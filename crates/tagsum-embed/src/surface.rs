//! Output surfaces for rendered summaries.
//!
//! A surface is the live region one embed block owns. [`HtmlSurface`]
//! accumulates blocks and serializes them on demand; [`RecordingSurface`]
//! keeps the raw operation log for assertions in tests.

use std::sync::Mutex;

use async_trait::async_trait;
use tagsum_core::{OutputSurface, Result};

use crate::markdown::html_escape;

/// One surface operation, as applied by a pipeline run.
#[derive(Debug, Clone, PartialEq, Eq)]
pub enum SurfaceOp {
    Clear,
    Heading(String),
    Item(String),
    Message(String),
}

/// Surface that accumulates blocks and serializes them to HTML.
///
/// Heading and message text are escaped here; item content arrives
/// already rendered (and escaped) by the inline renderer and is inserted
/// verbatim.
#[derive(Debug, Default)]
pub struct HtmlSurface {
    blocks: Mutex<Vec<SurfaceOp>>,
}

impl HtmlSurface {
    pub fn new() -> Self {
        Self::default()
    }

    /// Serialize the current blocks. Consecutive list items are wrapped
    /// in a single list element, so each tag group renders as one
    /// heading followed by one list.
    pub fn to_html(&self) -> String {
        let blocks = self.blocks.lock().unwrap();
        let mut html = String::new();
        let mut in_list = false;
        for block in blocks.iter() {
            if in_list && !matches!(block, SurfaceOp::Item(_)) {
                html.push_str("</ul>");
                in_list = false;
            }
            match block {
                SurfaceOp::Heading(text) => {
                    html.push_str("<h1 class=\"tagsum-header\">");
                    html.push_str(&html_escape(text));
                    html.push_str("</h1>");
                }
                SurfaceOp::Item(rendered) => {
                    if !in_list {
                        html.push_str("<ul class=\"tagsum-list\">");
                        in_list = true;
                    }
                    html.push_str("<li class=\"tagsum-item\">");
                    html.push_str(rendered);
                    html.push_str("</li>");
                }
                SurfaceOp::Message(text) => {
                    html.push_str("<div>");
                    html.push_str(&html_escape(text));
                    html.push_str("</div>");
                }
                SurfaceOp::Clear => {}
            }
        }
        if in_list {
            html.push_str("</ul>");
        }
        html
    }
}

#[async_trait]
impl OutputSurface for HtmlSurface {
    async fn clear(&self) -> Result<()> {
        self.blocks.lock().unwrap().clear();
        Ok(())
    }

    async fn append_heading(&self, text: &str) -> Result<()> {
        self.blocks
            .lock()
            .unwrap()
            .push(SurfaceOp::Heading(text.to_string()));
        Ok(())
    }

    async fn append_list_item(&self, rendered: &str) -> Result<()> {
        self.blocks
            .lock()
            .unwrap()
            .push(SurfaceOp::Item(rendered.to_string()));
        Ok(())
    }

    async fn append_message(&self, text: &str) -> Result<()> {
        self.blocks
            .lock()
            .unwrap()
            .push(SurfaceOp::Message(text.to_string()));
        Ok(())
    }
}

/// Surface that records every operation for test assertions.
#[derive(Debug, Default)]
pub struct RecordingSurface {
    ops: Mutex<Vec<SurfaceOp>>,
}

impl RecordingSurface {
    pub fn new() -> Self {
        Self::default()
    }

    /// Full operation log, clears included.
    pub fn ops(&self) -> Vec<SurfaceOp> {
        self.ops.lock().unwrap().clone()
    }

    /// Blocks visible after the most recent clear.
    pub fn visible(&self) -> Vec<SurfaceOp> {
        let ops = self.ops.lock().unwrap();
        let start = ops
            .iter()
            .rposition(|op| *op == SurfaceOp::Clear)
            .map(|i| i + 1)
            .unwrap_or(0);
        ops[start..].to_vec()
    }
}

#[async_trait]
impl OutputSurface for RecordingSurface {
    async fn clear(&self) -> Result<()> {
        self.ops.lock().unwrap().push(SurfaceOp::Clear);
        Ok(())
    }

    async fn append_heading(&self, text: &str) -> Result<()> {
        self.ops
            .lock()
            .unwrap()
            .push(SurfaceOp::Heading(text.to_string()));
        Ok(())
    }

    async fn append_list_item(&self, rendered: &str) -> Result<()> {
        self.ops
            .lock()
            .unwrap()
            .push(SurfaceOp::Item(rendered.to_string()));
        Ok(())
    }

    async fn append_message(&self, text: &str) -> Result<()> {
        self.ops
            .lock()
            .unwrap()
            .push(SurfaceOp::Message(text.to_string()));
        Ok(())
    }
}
#####
PROBLEM: From the data above, how many lines contain the word "impl"? Give the number alone.

ANSWER BOX: 4